**Problem requirements**. What follows is a listing. Write it all out exactly.

**Data**.
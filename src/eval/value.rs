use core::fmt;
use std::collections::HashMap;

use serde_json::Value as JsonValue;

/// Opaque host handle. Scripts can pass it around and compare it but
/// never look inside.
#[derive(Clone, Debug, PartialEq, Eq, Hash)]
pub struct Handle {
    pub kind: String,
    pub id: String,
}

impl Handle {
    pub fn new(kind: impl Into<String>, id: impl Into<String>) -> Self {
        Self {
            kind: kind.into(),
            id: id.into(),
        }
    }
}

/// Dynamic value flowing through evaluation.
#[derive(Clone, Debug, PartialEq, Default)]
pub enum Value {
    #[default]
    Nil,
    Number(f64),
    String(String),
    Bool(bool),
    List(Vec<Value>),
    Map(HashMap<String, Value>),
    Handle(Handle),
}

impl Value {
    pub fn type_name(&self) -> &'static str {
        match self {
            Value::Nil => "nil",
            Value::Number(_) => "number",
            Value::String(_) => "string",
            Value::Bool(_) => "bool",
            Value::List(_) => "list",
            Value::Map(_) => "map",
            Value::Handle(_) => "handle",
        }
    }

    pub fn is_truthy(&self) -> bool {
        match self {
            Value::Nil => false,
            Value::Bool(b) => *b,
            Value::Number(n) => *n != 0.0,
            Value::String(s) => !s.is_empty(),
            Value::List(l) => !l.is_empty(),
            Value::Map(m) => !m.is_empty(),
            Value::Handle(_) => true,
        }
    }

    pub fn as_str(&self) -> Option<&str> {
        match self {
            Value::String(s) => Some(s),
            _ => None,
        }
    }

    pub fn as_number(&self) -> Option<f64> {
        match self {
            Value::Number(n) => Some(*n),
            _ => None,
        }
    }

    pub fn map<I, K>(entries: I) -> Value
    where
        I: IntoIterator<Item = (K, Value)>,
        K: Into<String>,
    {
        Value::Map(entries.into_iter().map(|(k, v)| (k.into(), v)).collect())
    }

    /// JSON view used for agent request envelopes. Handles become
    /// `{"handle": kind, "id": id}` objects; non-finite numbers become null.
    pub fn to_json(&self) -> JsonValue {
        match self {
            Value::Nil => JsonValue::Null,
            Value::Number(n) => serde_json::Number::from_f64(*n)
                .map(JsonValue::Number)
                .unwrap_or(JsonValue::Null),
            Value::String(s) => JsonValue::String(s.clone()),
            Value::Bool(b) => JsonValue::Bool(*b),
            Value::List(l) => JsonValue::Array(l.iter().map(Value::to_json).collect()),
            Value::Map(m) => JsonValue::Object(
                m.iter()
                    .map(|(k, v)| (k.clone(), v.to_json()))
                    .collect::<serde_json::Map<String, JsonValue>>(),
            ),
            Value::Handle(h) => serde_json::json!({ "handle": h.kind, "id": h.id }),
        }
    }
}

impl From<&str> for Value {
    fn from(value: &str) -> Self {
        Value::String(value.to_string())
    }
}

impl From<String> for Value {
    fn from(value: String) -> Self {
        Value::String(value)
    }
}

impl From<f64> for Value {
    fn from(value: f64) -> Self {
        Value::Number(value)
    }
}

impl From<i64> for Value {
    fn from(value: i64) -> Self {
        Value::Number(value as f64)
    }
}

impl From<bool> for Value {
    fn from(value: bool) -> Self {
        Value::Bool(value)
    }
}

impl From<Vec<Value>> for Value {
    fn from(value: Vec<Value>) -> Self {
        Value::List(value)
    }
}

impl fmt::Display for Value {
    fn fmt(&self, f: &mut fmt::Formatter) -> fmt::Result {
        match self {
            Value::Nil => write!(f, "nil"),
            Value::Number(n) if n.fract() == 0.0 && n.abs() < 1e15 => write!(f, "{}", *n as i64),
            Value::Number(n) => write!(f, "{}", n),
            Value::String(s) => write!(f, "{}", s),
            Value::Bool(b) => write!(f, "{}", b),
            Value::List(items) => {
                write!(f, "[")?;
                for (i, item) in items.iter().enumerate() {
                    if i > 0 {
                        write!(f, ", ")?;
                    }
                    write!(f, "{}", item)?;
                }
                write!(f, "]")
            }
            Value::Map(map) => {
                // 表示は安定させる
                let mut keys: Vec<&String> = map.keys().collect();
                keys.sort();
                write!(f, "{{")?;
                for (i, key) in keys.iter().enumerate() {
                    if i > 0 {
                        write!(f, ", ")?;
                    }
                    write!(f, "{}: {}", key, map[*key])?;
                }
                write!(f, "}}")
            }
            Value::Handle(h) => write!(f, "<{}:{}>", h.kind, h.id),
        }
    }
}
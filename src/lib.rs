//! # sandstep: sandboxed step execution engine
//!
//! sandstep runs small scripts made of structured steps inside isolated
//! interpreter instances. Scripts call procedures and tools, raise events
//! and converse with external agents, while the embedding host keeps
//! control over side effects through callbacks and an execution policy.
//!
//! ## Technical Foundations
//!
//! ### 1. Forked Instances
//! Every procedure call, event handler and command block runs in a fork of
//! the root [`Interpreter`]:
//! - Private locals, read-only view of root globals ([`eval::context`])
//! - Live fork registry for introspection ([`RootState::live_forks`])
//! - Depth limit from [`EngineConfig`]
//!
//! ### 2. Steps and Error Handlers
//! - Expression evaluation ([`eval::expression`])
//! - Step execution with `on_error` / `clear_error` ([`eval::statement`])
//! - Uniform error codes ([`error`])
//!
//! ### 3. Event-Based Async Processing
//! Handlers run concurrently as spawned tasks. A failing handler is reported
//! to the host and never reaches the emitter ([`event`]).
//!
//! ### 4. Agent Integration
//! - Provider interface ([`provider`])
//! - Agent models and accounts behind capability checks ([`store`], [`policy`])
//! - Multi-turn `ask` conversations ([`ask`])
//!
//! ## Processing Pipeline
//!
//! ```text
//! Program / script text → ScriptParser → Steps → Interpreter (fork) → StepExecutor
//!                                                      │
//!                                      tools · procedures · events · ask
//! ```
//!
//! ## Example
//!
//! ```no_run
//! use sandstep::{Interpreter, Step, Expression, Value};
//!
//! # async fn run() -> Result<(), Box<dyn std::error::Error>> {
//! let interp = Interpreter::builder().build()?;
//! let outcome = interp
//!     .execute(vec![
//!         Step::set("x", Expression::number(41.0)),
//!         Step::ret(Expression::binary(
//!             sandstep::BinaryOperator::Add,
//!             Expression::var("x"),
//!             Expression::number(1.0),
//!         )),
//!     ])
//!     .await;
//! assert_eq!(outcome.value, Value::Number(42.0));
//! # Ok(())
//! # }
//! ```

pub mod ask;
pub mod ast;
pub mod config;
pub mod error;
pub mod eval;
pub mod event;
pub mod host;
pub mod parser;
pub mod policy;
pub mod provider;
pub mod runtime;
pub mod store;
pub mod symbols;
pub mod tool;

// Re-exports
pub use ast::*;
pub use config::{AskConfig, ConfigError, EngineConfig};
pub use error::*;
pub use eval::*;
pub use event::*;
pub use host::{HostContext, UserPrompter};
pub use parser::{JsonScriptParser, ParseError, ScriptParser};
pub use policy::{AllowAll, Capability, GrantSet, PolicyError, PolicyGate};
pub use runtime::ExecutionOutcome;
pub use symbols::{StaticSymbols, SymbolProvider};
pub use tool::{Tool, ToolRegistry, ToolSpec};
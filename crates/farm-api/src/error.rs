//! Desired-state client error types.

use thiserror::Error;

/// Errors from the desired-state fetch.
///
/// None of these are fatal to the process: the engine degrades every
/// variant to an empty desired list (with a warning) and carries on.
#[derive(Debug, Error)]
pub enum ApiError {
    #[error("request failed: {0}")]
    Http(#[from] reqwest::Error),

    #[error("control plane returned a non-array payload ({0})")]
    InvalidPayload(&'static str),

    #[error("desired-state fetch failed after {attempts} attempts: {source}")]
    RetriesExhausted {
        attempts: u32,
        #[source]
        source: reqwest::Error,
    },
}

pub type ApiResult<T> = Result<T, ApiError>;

**Solved problem**.
filename src/eval/value.rs
use core::fmt;
use std::collections::HashMap;

use serde_json::Value as JsonValue;

/// Opaque host handle. Scripts can pass it around and compare it but
/// never look inside.
#[derive(Clone, Debug, PartialEq, Eq, Hash)]
pub struct Handle {
    pub kind: String,
    pub id: String,
}

impl Handle {
    pub fn new(kind: impl Into<String>, id: impl Into<String>) -> Self {
        Self {
            kind: kind.into(),
            id: id.into(),
        }
    }
}

/// Dynamic value flowing through evaluation.
#[derive(Clone, Debug, PartialEq, Default)]
pub enum Value {
    #[default]
    Nil,
    Number(f64),
    String(String),
    Bool(bool),
    List(Vec<Value>),
    Map(HashMap<String, Value>),
    Handle(Handle),
}

impl Value {
    pub fn type_name(&self) -> &'static str {
        match self {
            Value::Nil => "nil",
            Value::Number(_) => "number",
            Value::String(_) => "string",
            Value::Bool(_) => "bool",
            Value::List(_) => "list",
            Value::Map(_) => "map",
            Value::Handle(_) => "handle",
        }
    }

    pub fn is_truthy(&self) -> bool {
        match self {
            Value::Nil => false,
            Value::Bool(b) => *b,
            Value::Number(n) => *n != 0.0,
            Value::String(s) => !s.is_empty(),
            Value::List(l) => !l.is_empty(),
            Value::Map(m) => !m.is_empty(),
            Value::Handle(_) => true,
        }
    }

    pub fn as_str(&self) -> Option<&str> {
        match self {
            Value::String(s) => Some(s),
            _ => None,
        }
    }

    pub fn as_number(&self) -> Option<f64> {
        match self {
            Value::Number(n) => Some(*n),
            _ => None,
        }
    }

    pub fn map<I, K>(entries: I) -> Value
    where
        I: IntoIterator<Item = (K, Value)>,
        K: Into<String>,
    {
        Value::Map(entries.into_iter().map(|(k, v)| (k.into(), v)).collect())
    }

    /// JSON view used for agent request envelopes. Handles become
    /// `{"handle": kind, "id": id}` objects; non-finite numbers become null.
    pub fn to_json(&self) -> JsonValue {
        match self {
            Value::Nil => JsonValue::Null,
            Value::Number(n) => serde_json::Number::from_f64(*n)
                .map(JsonValue::Number)
                .unwrap_or(JsonValue::Null),
            Value::String(s) => JsonValue::String(s.clone()),
            Value::Bool(b) => JsonValue::Bool(*b),
            Value::List(l) => JsonValue::Array(l.iter().map(Value::to_json).collect()),
            Value::Map(m) => JsonValue::Object(
                m.iter()
                    .map(|(k, v)| (k.clone(), v.to_json()))
                    .collect::<serde_json::Map<String, JsonValue>>(),
            ),
            Value::Handle(h) => serde_json::json!({ "handle": h.kind, "id": h.id }),
        }
    }
}

impl From<&str> for Value {
    fn from(value: &str) -> Self {
        Value::String(value.to_string())
    }
}

impl From<String> for Value {
    fn from(value: String) -> Self {
        Value::String(value)
    }
}

impl From<f64> for Value {
    fn from(value: f64) -> Self {
        Value::Number(value)
    }
}

impl From<i64> for Value {
    fn from(value: i64) -> Self {
        Value::Number(value as f64)
    }
}

impl From<bool> for Value {
    fn from(value: bool) -> Self {
        Value::Bool(value)
    }
}

impl From<Vec<Value>> for Value {
    fn from(value: Vec<Value>) -> Self {
        Value::List(value)
    }
}

impl fmt::Display for Value {
    fn fmt(&self, f: &mut fmt::Formatter) -> fmt::Result {
        match self {
            Value::Nil => write!(f, "nil"),
            Value::Number(n) if n.fract() == 0.0 && n.abs() < 1e15 => write!(f, "{}", *n as i64),
            Value::Number(n) => write!(f, "{}", n),
            Value::String(s) => write!(f, "{}", s),
            Value::Bool(b) => write!(f, "{}", b),
            Value::List(items) => {
                write!(f, "[")?;
                for (i, item) in items.iter().enumerate() {
                    if i > 0 {
                        write!(f, ", ")?;
                    }
                    write!(f, "{}", item)?;
                }
                write!(f, "]")
            }
            Value::Map(map) => {
                // 表示は安定させる
                let mut keys: Vec<&String> = map.keys().collect();
                keys.sort();
                write!(f, "{{")?;
                for (i, key) in keys.iter().enumerate() {
                    if i > 0 {
                        write!(f, ", ")?;
                    }
                    write!(f, "{}: {}", key, map[*key])?;
                }
                write!(f, "}}")
            }
            Value::Handle(h) => write!(f, "<{}:{}>", h.kind, h.id),
        }
    }
}
filename src/lib.rs
//! # sandstep: sandboxed step execution engine
//!
//! sandstep runs small scripts made of structured steps inside isolated
//! interpreter instances. Scripts call procedures and tools, raise events
//! and converse with external agents, while the embedding host keeps
//! control over side effects through callbacks and an execution policy.
//!
//! ## Technical Foundations
//!
//! ### 1. Forked Instances
//! Every procedure call, event handler and command block runs in a fork of
//! the root [`Interpreter`]:
//! - Private locals, read-only view of root globals ([`eval::context`])
//! - Live fork registry for introspection ([`RootState::live_forks`])
//! - Depth limit from [`EngineConfig`]
//!
//! ### 2. Steps and Error Handlers
//! - Expression evaluation ([`eval::expression`])
//! - Step execution with `on_error` / `clear_error` ([`eval::statement`])
//! - Uniform error codes ([`error`])
//!
//! ### 3. Event-Based Async Processing
//! Handlers run concurrently as spawned tasks. A failing handler is reported
//! to the host and never reaches the emitter ([`event`]).
//!
//! ### 4. Agent Integration
//! - Provider interface ([`provider`])
//! - Agent models and accounts behind capability checks ([`store`], [`policy`])
//! - Multi-turn `ask` conversations ([`ask`])
//!
//! ## Processing Pipeline
//!
//! ```text
//! Program / script text → ScriptParser → Steps → Interpreter (fork) → StepExecutor
//!                                                      │
//!                                      tools · procedures · events · ask
//! ```
//!
//! ## Example
//!
//! ```no_run
//! use sandstep::{Interpreter, Step, Expression, Value};
//!
//! # async fn run() -> Result<(), Box<dyn std::error::Error>> {
//! let interp = Interpreter::builder().build()?;
//! let outcome = interp
//!     .execute(vec![
//!         Step::set("x", Expression::number(41.0)),
//!         Step::ret(Expression::binary(
//!             sandstep::BinaryOperator::Add,
//!             Expression::var("x"),
//!             Expression::number(1.0),
//!         )),
//!     ])
//!     .await;
//! assert_eq!(outcome.value, Value::Number(42.0));
//! # Ok(())
//! # }
//! ```

pub mod ask;
pub mod ast;
pub mod config;
pub mod error;
pub mod eval;
pub mod event;
pub mod host;
pub mod parser;
pub mod policy;
pub mod provider;
pub mod runtime;
pub mod store;
pub mod symbols;
pub mod tool;

// Re-exports
pub use ast::*;
pub use config::{AskConfig, ConfigError, EngineConfig};
pub use error::*;
pub use eval::*;
pub use event::*;
pub use host::{HostContext, UserPrompter};
pub use parser::{JsonScriptParser, ParseError, ScriptParser};
pub use policy::{AllowAll, Capability, GrantSet, PolicyError, PolicyGate};
pub use runtime::ExecutionOutcome;
pub use symbols::{StaticSymbols, SymbolProvider};
pub use tool::{Tool, ToolRegistry, ToolSpec};
filename crates/farm-api/src/error.rs
//! Desired-state client error types.

use thiserror::Error;

/// Errors from the desired-state fetch.
///
/// None of these are fatal to the process: the engine degrades every
/// variant to an empty desired list (with a warning) and carries on.
#[derive(Debug, Error)]
pub enum ApiError {
    #[error("request failed: {0}")]
    Http(#[from] reqwest::Error),

    #[error("control plane returned a non-array payload ({0})")]
    InvalidPayload(&'static str),

    #[error("desired-state fetch failed after {attempts} attempts: {source}")]
    RetriesExhausted {
        attempts: u32,
        #[source]
        source: reqwest::Error,
    },
}

pub type ApiResult<T> = Result<T, ApiError>;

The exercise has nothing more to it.